共鳴り
楽しい時期って、ホンマ何で早いんやろう。


ガキやったから、それが永遠に続くみたいなん、どこかで考えてたんやろうねぇ。




みゆき園はちっちゃなとこやから、中学卒業したら、出なければならなかった。


もちろん大体の子はそれくらいになったら親と普通に暮らせるようになってるし、それより前に戻ったり、里親に引き取られたり。


やから俺みたいなんは、ごく少数やった。


他の施設は知らんけど、みゆき園ではそうやってん。


進学しようなんて考えは、微塵もなかった。


頭悪いし、それ以前に内申はぼろぼろやったろうけど、やっぱ一番は早く大人になりたい、って思いが強かってんな。


自立したかってん。


ずっと前に園を出た兄ちゃんや姉ちゃんらは、俺みたいに働くこと選ぶか、全寮制の学校に行くか。
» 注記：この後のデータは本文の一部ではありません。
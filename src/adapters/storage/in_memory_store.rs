//! In-Memory Key-Value Store Adapter
//!
//! Stores documents in memory.
//! Useful for testing and development.

use async_trait::async_trait;
use std::collections::HashMap;
use std::sync::Arc;
use tokio::sync::RwLock;

use crate::ports::{KeyValueStore, StorageError};

/// In-memory storage for queue documents
#[derive(Debug, Clone, Default)]
pub struct InMemoryKeyValueStore {
    documents: Arc<RwLock<HashMap<String, Vec<u8>>>>,
}

impl InMemoryKeyValueStore {
    /// Create a new in-memory store
    pub fn new() -> Self {
        Self::default()
    }

    /// Raw bytes stored under `key` (useful for tests)
    pub async fn raw(&self, key: &str) -> Option<Vec<u8>> {
        self.documents.read().await.get(key).cloned()
    }

    /// Get the number of stored documents
    pub async fn document_count(&self) -> usize {
        self.documents.read().await.len()
    }

    /// Clear all stored data (useful for tests)
    pub async fn clear(&self) {
        self.documents.write().await.clear();
    }
}

#[async_trait]
impl KeyValueStore for InMemoryKeyValueStore {
    async fn load(&self, key: &str) -> Result<Option<Vec<u8>>, StorageError> {
        Ok(self.documents.read().await.get(key).cloned())
    }

    async fn save(&self, key: &str, bytes: &[u8]) -> Result<(), StorageError> {
        self.documents
            .write()
            .await
            .insert(key.to_string(), bytes.to_vec());
        Ok(())
    }

    async fn remove(&self, key: &str) -> Result<(), StorageError> {
        self.documents.write().await.remove(key);
        Ok(())
    }
}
何人かでルームシェアみたいなんして、必死でバイトしながら頑張ってる人もおったみたいやけど。


奨学金制度もあるし、定時制って選択もあったとは思う。


けど俺は、そんなん全部蹴っ飛ばして、就職を選んだんや。


清人も就職組やった。


花穂ちゃんは、地元の高校に進学。


まぁ、普通の家庭の子やし、それも当然と言えば当然やろうけど。


寂しかったわ、最初は。


自分から子供でおること捨てたけど、やっぱ中学時代は輝いててん。